Responding to questions from journalists, Minister Matiza said each ministry will have a separate infrastructure development master plan.

Minister Mutsvangwa said Cabinet was also briefed by the Information Communication Technology, Postal and Courier Services Minister Kazembe Kazembe regarding migration to the holding of e-enabled paperless Cabinet meetings, as well as the introduction of the Executive Electronic Dashboard to monitor the implementation of priority Government programmes in real time.

“These two innovations are part of the broader e-Government programme which seeks to transform Zimbabwe into a digital and knowledge-driven society in line with Vision 2030,” she said.

“In terms of the progress already made, it is projected that Cabinet meetings will go paperless by early February, 2020.

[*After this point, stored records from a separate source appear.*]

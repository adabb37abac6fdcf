//! Confirmation monitor - reconciles pending transactions with the chain
//!
//! Each pass syncs the Zcash backend, then walks every pending Zcash
//! transaction oldest first. Updates are guarded on `status = 'pending'`,
//! so replaying a pass (or two passes racing) never double-applies a
//! settlement. A confirmed release completes its deal in the same database
//! transaction.

use std::fs::{File, OpenOptions};
use std::path::Path;
use std::sync::Arc;

use anyhow::{anyhow, Context};
use chrono::Utc;
use fs2::FileExt;
use serde::Serialize;
use tokio::sync::watch;
use tokio::time::MissedTickBehavior;

use crate::adapters::duckdb::DuckDbRepository;
use crate::config::MonitorSettings;
use crate::domain::result::Result;
use crate::domain::{Blockchain, ChainTransaction, SyncState, TxStatus, TxType};
use crate::ports::ZcashChain;

/// Outcome of one reconciliation pass
#[derive(Debug, Clone, Default, PartialEq, Eq, Serialize)]
#[serde(rename_all = "camelCase")]
pub struct MonitorReport {
    pub tip_height: u64,
    pub checked: usize,
    pub confirmed: usize,
    pub still_pending: usize,
    pub failed: usize,
    /// Unknown to the chain but still inside the failure timeout
    pub missing: usize,
    pub errors: usize,
    pub completed_deals: Vec<String>,
}

impl MonitorReport {
    pub fn has_changes(&self) -> bool {
        self.confirmed > 0 || self.failed > 0 || !self.completed_deals.is_empty()
    }
}

enum Outcome {
    Confirmed { deal_completed: bool },
    Pending,
    Failed,
    Missing,
    /// Another pass settled it first
    Skipped,
}

pub struct ConfirmationMonitor {
    repository: Arc<DuckDbRepository>,
    zcash: Arc<dyn ZcashChain>,
    settings: MonitorSettings,
}

impl ConfirmationMonitor {
    pub fn new(
        repository: Arc<DuckDbRepository>,
        zcash: Arc<dyn ZcashChain>,
        settings: MonitorSettings,
    ) -> Self {
        Self {
            repository,
            zcash,
            settings,
        }
    }

    pub fn settings(&self) -> &MonitorSettings {
        &self.settings
    }

    /// Run a single reconciliation pass
    pub fn check_transactions(&self) -> Result<MonitorReport> {
        let tip_height = self.zcash.sync()?;
        self.repository.update_sync_state(&SyncState {
            blockchain: Blockchain::Zcash,
            last_block_height: tip_height,
            last_sync_time: Utc::now(),
        })?;

        let pending = self.repository.get_pending_transactions(Blockchain::Zcash)?;
        let mut report = MonitorReport {
            tip_height,
            checked: pending.len(),
            ..Default::default()
        };

        for tx in &pending {
            match self.reconcile(tx) {
                Ok(Outcome::Confirmed { deal_completed }) => {
                    report.confirmed += 1;
                    if deal_completed {
                        tracing::info!(deal_id = %tx.deal_id, tx_id = %tx.tx_id, "deal completed");
                        report.completed_deals.push(tx.deal_id.clone());
                    }
                }
                Ok(Outcome::Pending) => report.still_pending += 1,
                Ok(Outcome::Failed) => report.failed += 1,
                Ok(Outcome::Missing) => report.missing += 1,
                Ok(Outcome::Skipped) => {}
                Err(e) => {
                    tracing::warn!(tx_id = %tx.tx_id, "reconciliation failed: {}", e);
                    report.errors += 1;
                }
            }
        }

        Ok(report)
    }

    fn reconcile(&self, tx: &ChainTransaction) -> Result<Outcome> {
        let required = self.settings.confirmation_blocks;

        let Some(status) = self.zcash.transaction_status(&tx.tx_id)? else {
            if Utc::now() - tx.created_at < self.settings.failure_timeout() {
                return Ok(Outcome::Missing);
            }
            let settlement =
                self.repository
                    .settle_transaction(&tx.tx_id, TxStatus::Failed, 0, None, None)?;
            if settlement.transaction_updated {
                tracing::warn!(tx_id = %tx.tx_id, deal_id = %tx.deal_id, "transaction failed: never seen on chain");
                return Ok(Outcome::Failed);
            }
            return Ok(Outcome::Skipped);
        };

        if status.confirmations < required {
            if status.confirmations != tx.confirmations {
                self.repository.update_confirmations(
                    &tx.tx_id,
                    status.confirmations,
                    status.block_height,
                )?;
            }
            return Ok(Outcome::Pending);
        }

        let complete_deal = (tx.tx_type == TxType::Release).then_some(tx.deal_id.as_str());
        let settlement = self.repository.settle_transaction(
            &tx.tx_id,
            TxStatus::Confirmed,
            status.confirmations,
            status.block_height,
            complete_deal,
        )?;
        if !settlement.transaction_updated {
            return Ok(Outcome::Skipped);
        }
        tracing::debug!(tx_id = %tx.tx_id, confirmations = status.confirmations, "transaction confirmed");
        Ok(Outcome::Confirmed {
            deal_completed: settlement.deal_completed,
        })
    }

    /// Poll on the configured interval until `shutdown` flips to true.
    pub async fn run(self: Arc<Self>, mut shutdown: watch::Receiver<bool>) {
        let mut ticker = tokio::time::interval(self.settings.update_interval());
        ticker.set_missed_tick_behavior(MissedTickBehavior::Skip);
        tracing::info!(
            interval_ms = self.settings.update_interval_ms,
            confirmations = self.settings.confirmation_blocks,
            "confirmation monitor started"
        );

        loop {
            tokio::select! {
                _ = ticker.tick() => {
                    let monitor = Arc::clone(&self);
                    match tokio::task::spawn_blocking(move || monitor.check_transactions()).await {
                        Ok(Ok(report)) if report.has_changes() => {
                            tracing::info!(
                                tip = report.tip_height,
                                confirmed = report.confirmed,
                                failed = report.failed,
                                completed = report.completed_deals.len(),
                                "monitor pass"
                            );
                        }
                        Ok(Ok(report)) => {
                            tracing::debug!(tip = report.tip_height, pending = report.still_pending, "monitor pass");
                        }
                        Ok(Err(e)) => tracing::warn!("monitor pass failed: {}", e),
                        Err(e) => tracing::error!("monitor task aborted: {}", e),
                    }
                }
                changed = shutdown.changed() => {
                    if changed.is_err() || *shutdown.borrow() {
                        break;
                    }
                }
            }
        }

        tracing::info!("confirmation monitor stopped");
    }
}

/// Exclusive `monitor.lock` in the data directory, held for the life of the value
pub struct MonitorLock {
    file: File,
}

impl MonitorLock {
    pub fn acquire(data_dir: &Path) -> anyhow::Result<Self> {
        let path = data_dir.join("monitor.lock");
        let file = OpenOptions::new()
            .create(true)
            .truncate(false)
            .write(true)
            .open(&path)
            .with_context(|| format!("Failed to open {}", path.display()))?;
        file.try_lock_exclusive()
            .map_err(|_| anyhow!("Another monitor is already running ({})", path.display()))?;
        Ok(Self { file })
    }
}

impl Drop for MonitorLock {
    fn drop(&mut self) {
        let _ = self.file.unlock();
    }
}

#[cfg(test)]
mod tests {
    use super::*;
    use crate::adapters::zcash_sim::SimulatedZcash;
    use crate::domain::Network;
    use tempfile::tempdir;

    fn setup(confirmations: u32) -> (Arc<DuckDbRepository>, Arc<SimulatedZcash>, ConfirmationMonitor) {
        let repo = Arc::new(DuckDbRepository::open_in_memory().unwrap());
        repo.ensure_schema().unwrap();
        let zcash = Arc::new(SimulatedZcash::in_memory(Network::Testnet));
        let monitor = ConfirmationMonitor::new(
            Arc::clone(&repo),
            zcash.clone(),
            MonitorSettings {
                confirmation_blocks: confirmations,
                ..Default::default()
            },
        );
        (repo, zcash, monitor)
    }

    #[test]
    fn test_empty_pass_records_sync_state() {
        let (repo, _zcash, monitor) = setup(3);
        let report = monitor.check_transactions().unwrap();
        assert_eq!(report.tip_height, 1);
        assert_eq!(report.checked, 0);
        assert!(!report.has_changes());

        let state = repo.get_sync_state(Blockchain::Zcash).unwrap().unwrap();
        assert_eq!(state.last_block_height, 1);
    }

    #[test]
    fn test_unknown_transaction_stays_pending_inside_timeout() {
        let (repo, _zcash, monitor) = setup(3);
        repo.insert_transactions(&[ChainTransaction::pending(
            "tx-ghost",
            "deal-x",
            Blockchain::Zcash,
            TxType::Escrow,
            "a",
            "b",
            10,
        )])
        .unwrap();

        let report = monitor.check_transactions().unwrap();
        assert_eq!(report.missing, 1);
        assert_eq!(report.failed, 0);
    }

    #[test]
    fn test_unknown_transaction_fails_after_timeout() {
        let (repo, _zcash, monitor) = setup(3);
        let mut ghost = ChainTransaction::pending(
            "tx-ghost",
            "deal-x",
            Blockchain::Zcash,
            TxType::Escrow,
            "a",
            "b",
            10,
        );
        ghost.created_at = Utc::now() - chrono::Duration::hours(2);
        repo.insert_transactions(&[ghost]).unwrap();

        let report = monitor.check_transactions().unwrap();
        assert_eq!(report.failed, 1);

        let stored = repo.get_transaction("tx-ghost").unwrap().unwrap();
        assert_eq!(stored.status, TxStatus::Failed);
        assert_eq!(monitor.check_transactions().unwrap().checked, 0);
    }

    #[test]
    fn test_monitor_lock_is_exclusive() {
        let dir = tempdir().unwrap();
        let first = MonitorLock::acquire(dir.path()).unwrap();
        assert!(MonitorLock::acquire(dir.path()).is_err());
        drop(first);
        assert!(MonitorLock::acquire(dir.path()).is_ok());
    }
}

“In preparation for the Executive Electronic Dashboard Monitoring System, Cabinet members were issued with the relevant tablets which will be used by the Presidency, Government Ministers, and Senior Government officials to track progress in the implementation of Government Programmes by Ministries and Government agencies in keeping with His Excellency President Mnangagwa’s clarion call to prioritise actual implementation of policies.”

Minister Mutsvangwa said following presentation by the Attorney-General Prince Machaya, Cabinet approved ratification of the Eastern and

Southern Africa-United Kingdom of Great Britain and Northern Ireland (ESA-UK) Economic Partnership Agreement.

“The Agreement seeks to ensure the maintenance of existing market access to the UK by ESA Signatory States which comprise Zimbabwe, the Comoros, Madagascar, Mauritius, the Seychelles and Zambia,” she said.

“In terms of the Agreement, the UK will grant duty-free and quota-free market access for all goods exported by the ESA countries to the UK, except for arms and ammunition.

“On their part, the ESA States will continue to gradually liberalise 80 percent of their trade imports from the UK covering capital, raw materials and intermediate goods up to 2022. Zimbabwean products to be excluded from the liberalisation process are: products of animal origin, cereals, beverages, paper, plastics and rubber, textiles and clothing, footwear, glass and ceramics, consumer electronics and vehicles.”